Remove hard coded credentials from ansible playbook using conjur

Hello Crew,

I am using a simple ansible playbook to run a command to few managed nodes.ca.

image793×417 7.29 KB

I have installed the ansible conjur collection and securing the private keys from conjur in the playbook below.

image1530×481 11.1 KB

Although I have the same root CA on both the controller and on Conjur machines, keep getting the below certification errors - not sure what i am missing here.

image1631×449 43.1 KB

Any pointers would greatly help. Thanks in Advance

Hi @senko,
Can you please run the playbook with the ‘-vvvv’ flag and post the full output?
Also, what is the URL that Conjur is running at?
Thank you.

Hey @szh - Thanks, below is the output.

image1631×886 81.2 KB

URL is highlighted on the screenshot

Just to clarify i am using conjur nodes as managed(clients) nodes from the ansible controller.

@senko

There are many reasons why the certificate validation could be failing. I would recommend submitting a ticket in our Support Portal so that someone may connect and troubleshoot this on a session.

The Follower certificate could be missing the load balancer FQDN as a SAN, the load balancer could be terminating SSL instead of allowing pass-through, and a few other reasons. If, from the Ansible Controller, you get an error with doing curl -v https://conjurlb.corp...../info it is an issue with the certificate trust in Conjur and needs to be investigated further by Support.

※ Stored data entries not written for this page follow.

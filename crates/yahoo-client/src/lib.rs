//! Yahoo Finance Symbol Lookup
//!
//! Thin client used to reject trades on tickers the market data
//! provider has never heard of. A symbol "exists" when its quote
//! carries a regular market price.

use anyhow::{anyhow, Result};
use serde::{Deserialize, Serialize};

const QUOTE_URL: &str = "https://query2.finance.yahoo.com/v8/finance/quote";

#[derive(Clone)]
pub struct SymbolClient {
    client: reqwest::Client,
}

#[derive(Debug, Serialize, Deserialize)]
pub struct Quote {
    pub symbol: String,
    pub price: f64,
}

impl SymbolClient {
    pub fn new() -> Self {
        Self {
            client: reqwest::Client::builder()
                .user_agent("Mozilla/5.0 (Windows NT 10.0; Win64; x64) AppleWebKit/537.36")
                .build()
                .unwrap(),
        }
    }

    /// Whether the provider recognizes the symbol.
    ///
    /// A missing result or a result without `regularMarketPrice` means
    /// unknown; transport failures surface as errors so a provider
    /// outage never silently rejects valid tickers.
    pub async fn symbol_exists(&self, symbol: &str) -> Result<bool> {
        let json = self.fetch_quote_json(symbol).await?;

        let known = json
            .get("quoteResponse")
            .and_then(|v| v.get("result"))
            .and_then(|v| v.as_array())
            .and_then(|arr| arr.first())
            .and_then(|quote| quote.get("regularMarketPrice"))
            .is_some();

        if !known {
            tracing::debug!(symbol, "symbol not recognized by quote provider");
        }
        Ok(known)
    }

    /// Get the current quote for a symbol
    pub async fn get_quote(&self, symbol: &str) -> Result<Quote> {
        let json = self.fetch_quote_json(symbol).await?;

        let quote = json
            .get("quoteResponse")
            .and_then(|v| v.get("result"))
            .and_then(|v| v.as_array())
            .and_then(|arr| arr.first())
            .ok_or_else(|| anyhow!("No quote data found for {}", symbol))?;

        let price = quote
            .get("regularMarketPrice")
            .and_then(|v| v.as_f64())
            .ok_or_else(|| anyhow!("No market price for {}", symbol))?;

        Ok(Quote { symbol: symbol.to_string(), price })
    }

    async fn fetch_quote_json(&self, symbol: &str) -> Result<serde_json::Value> {
        let url = format!("{}?symbols={}", QUOTE_URL, symbol);

        let response = self.client.get(&url).send().await?;
        let json: serde_json::Value = response.json().await?;

        Ok(json)
    }
}

impl Default for SymbolClient {
    fn default() -> Self {
        Self::new()
    }
}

Feel free to also update here with any output, but submitting a Support Case will be the easiest path to solution.

Thanks @joe.garcia . I am not using follower to query the secrets, rather using the VIP. I have only only 1 follower.

Also what should be the ideal value of the env variable - “CONJUR_APPLIANCE_URL” ? should it have the LB VIP of master/standbys or the LB VIP of Followers ?

CONJUR_APPLIANCE_URL should be the URL of where you want to retrieve the secrets from. Since you want to retrieve the secrets from the follower, it will be the VIP of Followers.

Hey Guys quick update - I resolved this by disabling the certificate validation. The documentation on the ansible site has a bug - ansible conjur URL

the “validate_certs” parameter accepts only True or False. After i flagged it to False, it worked. Similarly the “as_file” parameter must be set to “True/False” and not yes/no.

FYI below is my playbook with ssh keys fetched from Conjur.

image1613×609 14.3 KB

Thanks,
Senthil Kothan

Hi @senko, I want to state that we don’t recommend disabling certificate validation. Doing this is risky and opens you up to a MITM attack.

The issue at hand is that the certificate in /home/azureuser/conjurlbcert.pem is failing to match the cert presented when Ansible hits that https://conjurlb.corp.<snip> address. You can use something like openssl x509 -text -noout -in /home/azureuser/conjurlbcert.pem to inspect the certificate and make sure the names are all correct as Joe mentioned earlier. Depending on how that certificate file was generated, it may include the leaf certificate as well. If so, you could try removing that and leaving just the signing CA chain (root and intermediates) and see if that behaves differently. I hope that helps!

Regards,
Nate

Thanks @nathan.whipple . Ofcourse not in production. This is just a POC and and an ephemeral build.
When you say

If so, you could try removing that and leaving just the signing CA chain (root and intermediates) and see if that behaves differently.

Do you mean i should keep only root/intermediate certs on the ansible controller for the variable “CONJUR_CERT_FILE” ?? Doesn’t this should be the actual conjur cert with the LB names with SAN ?

Thanks in Advance,

Hi @senko, yes, you are correct, you would only keep the root/intermediate certificates. The leaf certificate is rarely needed, as very few SSL clients are implemented in a way to perform strict certificate checks. E.g., the leaf certificate and only the leaf certificate can be used for validation in addition to the certificate being signed by a trusted CA rather than the more common check to only see if the certificate was signed by a trusted CA. However, I’ve seen on more than one occasion where strict certificate checking occurs when the leaf is present even though the client doesn’t require it. That is a pretty uncommon edge case, but can cause issues when the leaf certificate that is trusted is different than the leaf certificate that the load balancer presents, even if the CN or SAN names are a match.

This topic was automatically closed 7 days after the last reply. New replies are no longer allowed.